WHAT IS NEEDED | In full and without alteration, reproduce every record.

INPUT |

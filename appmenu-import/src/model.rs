// SPDX-License-Identifier: LGPL-3.0-only
//! One reconciled menu level.

use crate::item::{ActionType, RemoteItem};

/// Handle to a [`RemoteModel`] owned by an [`Importer`](crate::Importer).
#[derive(Debug, Clone, Copy, PartialEq, Eq, Hash, PartialOrd, Ord)]
pub struct ModelId(pub(crate) u32);

/// The local state of one remote menu level.
///
/// Items are kept sorted by `(section_num, place)`. Every section starts with
/// a header at place `-1`; the header of section 0 is synthetic and carries
/// the id of the parent node.
#[derive(Debug)]
pub struct RemoteModel {
    pub(crate) id: ModelId,
    pub(crate) parent_id: i32,
    pub(crate) items: Vec<RemoteItem>,
    pub(crate) current_revision: u32,
    pub(crate) layout_update_required: bool,
    pub(crate) layout_update_in_progress: bool,
    /// A layout has been applied at least once.
    pub(crate) populated: bool,
}

impl RemoteModel {
    pub(crate) fn new(id: ModelId, parent_id: i32, header_serial: u64) -> Self {
        Self {
            id,
            parent_id,
            items: vec![RemoteItem::first_section(header_serial, parent_id)],
            current_revision: 0,
            layout_update_required: true,
            layout_update_in_progress: false,
            populated: false,
        }
    }

    pub fn id(&self) -> ModelId {
        self.id
    }

    /// Remote id of the node whose children this model mirrors.
    pub fn parent_id(&self) -> i32 {
        self.parent_id
    }

    pub fn current_revision(&self) -> u32 {
        self.current_revision
    }

    pub fn layout_update_required(&self) -> bool {
        self.layout_update_required
    }

    pub fn layout_update_in_progress(&self) -> bool {
        self.layout_update_in_progress
    }

    pub fn is_populated(&self) -> bool {
        self.populated
    }

    /// All nodes, headers included, in storage order.
    pub fn items(&self) -> &[RemoteItem] {
        &self.items
    }

    pub fn section_count(&self) -> usize {
        self.items
            .last()
            .map_or(0, |item| item.section_num as usize + 1)
    }

    /// The header node of `section`.
    pub fn header(&self, section: usize) -> Option<&RemoteItem> {
        self.lookup(section as u32, -1)
    }

    /// The non-header nodes of `section`.
    pub fn section(&self, section: usize) -> &[RemoteItem] {
        let section = section as u32;
        let start = self
            .items
            .partition_point(|item| (item.section_num, item.place) < (section, 0));
        let end = self.items.partition_point(|item| item.section_num <= section);
        &self.items[start..end.max(start)]
    }

    pub fn section_len(&self, section: usize) -> usize {
        self.section(section).len()
    }

    /// The node at `(section_num, place)`.
    pub fn lookup(&self, section_num: u32, place: i32) -> Option<&RemoteItem> {
        self.position(section_num, place).map(|index| &self.items[index])
    }

    pub(crate) fn position(&self, section_num: u32, place: i32) -> Option<usize> {
        self.items
            .binary_search_by(|item| (item.section_num, item.place).cmp(&(section_num, place)))
            .ok()
    }

    /// The non-header node with remote id `id`.
    pub fn find(&self, id: i32) -> Option<&RemoteItem> {
        self.items.iter().find(|item| !item.is_header() && item.id == id)
    }

    pub(crate) fn find_mut(&mut self, id: i32) -> Option<&mut RemoteItem> {
        self.items
            .iter_mut()
            .find(|item| !item.is_header() && item.id == id)
    }

    /// Submenu models linked from this level.
    pub(crate) fn submenus(&self) -> impl Iterator<Item = ModelId> + '_ {
        self.items.iter().filter_map(|item| match item.action_type {
            ActionType::Submenu => item.submenu,
            _ => None,
        })
    }

    pub(crate) fn check_invariants(&self) {
        debug_assert!(self
            .items
            .windows(2)
            .all(|pair| (pair[0].section_num, pair[0].place) < (pair[1].section_num, pair[1].place)));
        for section in 0..self.section_count() {
            debug_assert!(self.header(section).is_some(), "section {section} has no header");
            debug_assert!(self
                .section(section)
                .iter()
                .enumerate()
                .all(|(place, item)| item.place == place as i32));
        }
    }
}

#[cfg(test)]
mod tests {
    use super::*;
    use indexmap::IndexMap;

    fn placed(serial: u64, id: i32, section_num: u32, place: i32) -> RemoteItem {
        let mut item = RemoteItem::new(serial, id, &IndexMap::new());
        item.section_num = section_num;
        item.place = place;
        item
    }

    #[test]
    fn test_new_model_has_one_empty_section() {
        let model = RemoteModel::new(ModelId(0), 0, 0);
        assert_eq!(model.section_count(), 1);
        assert_eq!(model.section_len(0), 0);
        assert_eq!(model.header(0).map(RemoteItem::id), Some(0));
        assert!(model.layout_update_required());
        model.check_invariants();
    }

    #[test]
    fn test_section_slices() {
        let mut model = RemoteModel::new(ModelId(0), 0, 0);
        model.items.push(placed(1, 1, 0, 0));
        model.items.push(placed(2, 2, 0, 1));
        let mut header = placed(3, 3, 1, -1);
        header.action_type = ActionType::Section;
        model.items.push(header);
        model.items.push(placed(4, 4, 1, 0));
        model.check_invariants();

        assert_eq!(model.section_count(), 2);
        assert_eq!(model.section(0).iter().map(RemoteItem::id).collect::<Vec<_>>(), vec![1, 2]);
        assert_eq!(model.section(1).iter().map(RemoteItem::id).collect::<Vec<_>>(), vec![4]);
        assert!(model.section(2).is_empty());
        assert_eq!(model.lookup(1, 0).map(RemoteItem::id), Some(4));
        assert_eq!(model.find(3), None);
    }
}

SOLVED PROBLEM |
filename appmenu-import/src/model.rs
// SPDX-License-Identifier: LGPL-3.0-only
//! One reconciled menu level.

use crate::item::{ActionType, RemoteItem};

/// Handle to a [`RemoteModel`] owned by an [`Importer`](crate::Importer).
#[derive(Debug, Clone, Copy, PartialEq, Eq, Hash, PartialOrd, Ord)]
pub struct ModelId(pub(crate) u32);

/// The local state of one remote menu level.
///
/// Items are kept sorted by `(section_num, place)`. Every section starts with
/// a header at place `-1`; the header of section 0 is synthetic and carries
/// the id of the parent node.
#[derive(Debug)]
pub struct RemoteModel {
    pub(crate) id: ModelId,
    pub(crate) parent_id: i32,
    pub(crate) items: Vec<RemoteItem>,
    pub(crate) current_revision: u32,
    pub(crate) layout_update_required: bool,
    pub(crate) layout_update_in_progress: bool,
    /// A layout has been applied at least once.
    pub(crate) populated: bool,
}

impl RemoteModel {
    pub(crate) fn new(id: ModelId, parent_id: i32, header_serial: u64) -> Self {
        Self {
            id,
            parent_id,
            items: vec![RemoteItem::first_section(header_serial, parent_id)],
            current_revision: 0,
            layout_update_required: true,
            layout_update_in_progress: false,
            populated: false,
        }
    }

    pub fn id(&self) -> ModelId {
        self.id
    }

    /// Remote id of the node whose children this model mirrors.
    pub fn parent_id(&self) -> i32 {
        self.parent_id
    }

    pub fn current_revision(&self) -> u32 {
        self.current_revision
    }

    pub fn layout_update_required(&self) -> bool {
        self.layout_update_required
    }

    pub fn layout_update_in_progress(&self) -> bool {
        self.layout_update_in_progress
    }

    pub fn is_populated(&self) -> bool {
        self.populated
    }

    /// All nodes, headers included, in storage order.
    pub fn items(&self) -> &[RemoteItem] {
        &self.items
    }

    pub fn section_count(&self) -> usize {
        self.items
            .last()
            .map_or(0, |item| item.section_num as usize + 1)
    }

    /// The header node of `section`.
    pub fn header(&self, section: usize) -> Option<&RemoteItem> {
        self.lookup(section as u32, -1)
    }

    /// The non-header nodes of `section`.
    pub fn section(&self, section: usize) -> &[RemoteItem] {
        let section = section as u32;
        let start = self
            .items
            .partition_point(|item| (item.section_num, item.place) < (section, 0));
        let end = self.items.partition_point(|item| item.section_num <= section);
        &self.items[start..end.max(start)]
    }

    pub fn section_len(&self, section: usize) -> usize {
        self.section(section).len()
    }

    /// The node at `(section_num, place)`.
    pub fn lookup(&self, section_num: u32, place: i32) -> Option<&RemoteItem> {
        self.position(section_num, place).map(|index| &self.items[index])
    }

    pub(crate) fn position(&self, section_num: u32, place: i32) -> Option<usize> {
        self.items
            .binary_search_by(|item| (item.section_num, item.place).cmp(&(section_num, place)))
            .ok()
    }

    /// The non-header node with remote id `id`.
    pub fn find(&self, id: i32) -> Option<&RemoteItem> {
        self.items.iter().find(|item| !item.is_header() && item.id == id)
    }

    pub(crate) fn find_mut(&mut self, id: i32) -> Option<&mut RemoteItem> {
        self.items
            .iter_mut()
            .find(|item| !item.is_header() && item.id == id)
    }

    /// Submenu models linked from this level.
    pub(crate) fn submenus(&self) -> impl Iterator<Item = ModelId> + '_ {
        self.items.iter().filter_map(|item| match item.action_type {
            ActionType::Submenu => item.submenu,
            _ => None,
        })
    }

    pub(crate) fn check_invariants(&self) {
        debug_assert!(self
            .items
            .windows(2)
            .all(|pair| (pair[0].section_num, pair[0].place) < (pair[1].section_num, pair[1].place)));
        for section in 0..self.section_count() {
            debug_assert!(self.header(section).is_some(), "section {section} has no header");
            debug_assert!(self
                .section(section)
                .iter()
                .enumerate()
                .all(|(place, item)| item.place == place as i32));
        }
    }
}

#[cfg(test)]
mod tests {
    use super::*;
    use indexmap::IndexMap;

    fn placed(serial: u64, id: i32, section_num: u32, place: i32) -> RemoteItem {
        let mut item = RemoteItem::new(serial, id, &IndexMap::new());
        item.section_num = section_num;
        item.place = place;
        item
    }

    #[test]
    fn test_new_model_has_one_empty_section() {
        let model = RemoteModel::new(ModelId(0), 0, 0);
        assert_eq!(model.section_count(), 1);
        assert_eq!(model.section_len(0), 0);
        assert_eq!(model.header(0).map(RemoteItem::id), Some(0));
        assert!(model.layout_update_required());
        model.check_invariants();
    }

    #[test]
    fn test_section_slices() {
        let mut model = RemoteModel::new(ModelId(0), 0, 0);
        model.items.push(placed(1, 1, 0, 0));
        model.items.push(placed(2, 2, 0, 1));
        let mut header = placed(3, 3, 1, -1);
        header.action_type = ActionType::Section;
        model.items.push(header);
        model.items.push(placed(4, 4, 1, 0));
        model.check_invariants();

        assert_eq!(model.section_count(), 2);
        assert_eq!(model.section(0).iter().map(RemoteItem::id).collect::<Vec<_>>(), vec![1, 2]);
        assert_eq!(model.section(1).iter().map(RemoteItem::id).collect::<Vec<_>>(), vec![4]);
        assert!(model.section(2).is_empty());
        assert_eq!(model.lookup(1, 0).map(RemoteItem::id), Some(4));
        assert_eq!(model.find(3), None);
    }
}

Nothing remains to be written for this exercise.